Data provided
use axum::{body::Bytes, http::StatusCode};
use std::collections::HashMap;

use crate::models::NormalizedResponse;

/// Successful Loki replies already have the shape the front end expects
pub fn raw_response(payload: Bytes) -> NormalizedResponse {
    NormalizedResponse::Raw(payload)
}

/// Diagnostic for a failed Loki call; never empty and always carries the status code
pub fn loki_error_message(body: &[u8], code: StatusCode) -> String {
    let code = code.as_u16();
    let fields: HashMap<String, String> = match serde_json::from_slice(body) {
        Ok(fields) => fields,
        Err(_) => {
            return format!(
                "Unknown error from Loki - cannot unmarshal (code: {})",
                code
            )
        }
    };

    match fields.get("message") {
        Some(message) => format!("Error from Loki (code: {}): {}", code, message),
        None => format!(
            "Unknown error from Loki - no message found (code: {})",
            code
        ),
    }
}
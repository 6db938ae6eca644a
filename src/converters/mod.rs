//! Backend reply normalization
//!
//! - `prometheus`: matrix and label-value replies into the uniform model
//! - `loki`: raw pass-through and error message extraction

pub mod loki;
pub mod prometheus;
//! Filter parameters and their classification against known flow fields

use std::collections::HashSet;
use std::fmt;

use crate::error::AppError;

/// Flow fields holding IP addresses, filtered with LogQL's `ip()` matcher
const IP_FIELDS: &[&str] = &["SrcAddr", "DstAddr", "SrcK8S_HostIP", "DstK8S_HostIP"];

/// Flow fields serialized as JSON numbers
const NUMERIC_FIELDS: &[&str] = &["SrcPort", "DstPort", "Proto", "Bytes", "Packets"];

/// How a filter key is matched in a log query
#[derive(Debug, Clone, Copy, PartialEq, Eq)]
pub enum FieldKind {
    /// Indexed stream label, matched in the selector braces
    Label,
    /// IP field, matched after the `json` stage
    Ip,
    /// Numeric field, matched with a line filter on the raw JSON
    Numeric,
    /// Any other field, matched with a case-insensitive line filter
    Text,
}

/// Knows which flow fields are indexed as stream labels
#[derive(Debug, Clone, Default)]
pub struct FieldCatalog {
    labels: HashSet<String>,
}

impl FieldCatalog {
    pub fn new<I, S>(labels: I) -> Self
    where
        I: IntoIterator<Item = S>,
        S: Into<String>,
    {
        Self {
            labels: labels.into_iter().map(Into::into).collect(),
        }
    }

    pub fn is_label(&self, key: &str) -> bool {
        self.labels.contains(key)
    }

    pub fn classify(&self, key: &str) -> FieldKind {
        if self.is_label(key) {
            FieldKind::Label
        } else if IP_FIELDS.contains(&key) {
            FieldKind::Ip
        } else if NUMERIC_FIELDS.contains(&key) {
            FieldKind::Numeric
        } else {
            FieldKind::Text
        }
    }
}

/// Label matcher shared by LogQL selectors, LogQL json filters and PromQL selectors
#[derive(Debug, Clone, PartialEq, Eq)]
pub enum LabelMatcher {
    Equal { key: String, value: String },
    Regex { key: String, value: String },
    Ip { key: String, value: String },
}

impl LabelMatcher {
    pub fn equal(key: impl Into<String>, value: impl Into<String>) -> Self {
        Self::Equal {
            key: key.into(),
            value: value.into(),
        }
    }

    pub fn regex(key: impl Into<String>, value: impl Into<String>) -> Self {
        Self::Regex {
            key: key.into(),
            value: value.into(),
        }
    }

    pub fn ip(key: impl Into<String>, value: impl Into<String>) -> Self {
        Self::Ip {
            key: key.into(),
            value: value.into(),
        }
    }
}

impl fmt::Display for LabelMatcher {
    fn fmt(&self, f: &mut fmt::Formatter<'_>) -> fmt::Result {
        match self {
            Self::Equal { key, value } => write!(f, "{}=\"{}\"", key, value),
            Self::Regex { key, value } => write!(f, "{}=~\"{}\"", key, value),
            Self::Ip { key, value } => write!(f, "{}=ip(\"{}\")", key, value),
        }
    }
}

/// One value of a filter; a double-quoted value asks for an exact match
#[derive(Debug, Clone, PartialEq, Eq)]
struct FilterValue {
    text: String,
    exact: bool,
}

impl FilterValue {
    fn parse(raw: &str) -> Option<Self> {
        if raw.len() >= 2 && raw.starts_with('"') && raw.ends_with('"') {
            let inner = &raw[1..raw.len() - 1];
            return (!inner.is_empty() && !inner.contains('"')).then(|| Self {
                text: inner.to_string(),
                exact: true,
            });
        }
        (!raw.is_empty() && !raw.contains('"')).then(|| Self {
            text: raw.to_string(),
            exact: false,
        })
    }

    fn pattern(&self) -> String {
        self.text.replace('*', ".*")
    }
}

/// A caller filter: one key, one or more OR-ed values
#[derive(Debug, Clone, PartialEq, Eq)]
pub struct FilterMatch {
    key: String,
    values: Vec<FilterValue>,
}

impl FilterMatch {
    /// Validate a raw `key=v1,v2` filter
    ///
    /// Values are limited to `[A-Za-z0-9_-.,"*:/]` so they can be embedded
    /// in LogQL and PromQL string literals without escaping.
    pub fn parse(key: &str, raw_values: &str) -> Result<Self, AppError> {
        if key.is_empty() || !key.chars().all(|c| c.is_ascii_alphanumeric() || c == '_') {
            return Err(AppError::InvalidParameter(format!(
                "unauthorized filter name: {}",
                key
            )));
        }

        let allowed = |c: char| c.is_ascii_alphanumeric() || "_-.,\"*:/".contains(c);
        if !raw_values.chars().all(allowed) {
            return Err(AppError::InvalidParameter(format!(
                "unauthorized sign in flows request: {}",
                raw_values
            )));
        }

        let values = raw_values
            .split(',')
            .filter(|v| !v.is_empty())
            .map(|v| {
                FilterValue::parse(v).ok_or_else(|| {
                    AppError::InvalidParameter(format!("malformed value for filter {}: {}", key, v))
                })
            })
            .collect::<Result<Vec<_>, _>>()?;

        if values.is_empty() {
            return Err(AppError::InvalidParameter(format!(
                "filter {} has no value",
                key
            )));
        }

        Ok(Self {
            key: key.to_string(),
            values,
        })
    }

    pub fn key(&self) -> &str {
        &self.key
    }

    /// Regex matcher OR-ing every value, for label selectors
    pub fn label_matcher(&self) -> LabelMatcher {
        let regex = self
            .values
            .iter()
            .map(|v| {
                if v.exact {
                    v.pattern()
                } else {
                    format!("(?i).*{}.*", v.pattern())
                }
            })
            .collect::<Vec<_>>()
            .join("|");
        LabelMatcher::regex(&self.key, regex)
    }

    /// Regex over the raw JSON line, for fields that are not labels
    pub fn line_regex(&self, kind: FieldKind) -> String {
        self.values
            .iter()
            .map(|v| match kind {
                FieldKind::Numeric => format!("\"{}\":{}[,}}]", self.key, v.pattern()),
                _ if v.exact => format!("\"{}\":\"{}\"", self.key, v.pattern()),
                _ => format!("\"{}\":\"(?i)[^\"]*{}.*\"", self.key, v.pattern()),
            })
            .collect::<Vec<_>>()
            .join("|")
    }

    /// One `ip()` matcher per value, OR-ed by the json stage
    pub fn ip_matchers(&self) -> Vec<LabelMatcher> {
        self.values
            .iter()
            .map(|v| LabelMatcher::ip(&self.key, &v.text))
            .collect()
    }
}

Work order
Count the lines above that contain the word "unauthorized", and reply with only that number.

Reply to the exercise
2